**Your task**
Please print out every entry below, verbatim.

Data for the task: Begin

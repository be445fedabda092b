//! Network management service
//!
//! Port forwarding relays, WireGuard supervision, port scanning and firewall
//! management behind one [`NetworkService`].

pub mod auth;
pub mod config;
pub mod error;
pub mod service;

pub use auth::{AuthConfig, Caller};
pub use config::{FirewallConfig, ServiceConfig, SocketsConfig, StorageConfig, DEFAULT_CONFIG_PATH};
pub use error::{Result, ServiceError};
pub use service::{NetworkService, Overview};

Data for the task: End

**Solved exercise**
repository be445fedabda092b
//! Network management service
//!
//! Port forwarding relays, WireGuard supervision, port scanning and firewall
//! management behind one [`NetworkService`].

pub mod auth;
pub mod config;
pub mod error;
pub mod service;

pub use auth::{AuthConfig, Caller};
pub use config::{FirewallConfig, ServiceConfig, SocketsConfig, StorageConfig, DEFAULT_CONFIG_PATH};
pub use error::{Result, ServiceError};
pub use service::{NetworkService, Overview};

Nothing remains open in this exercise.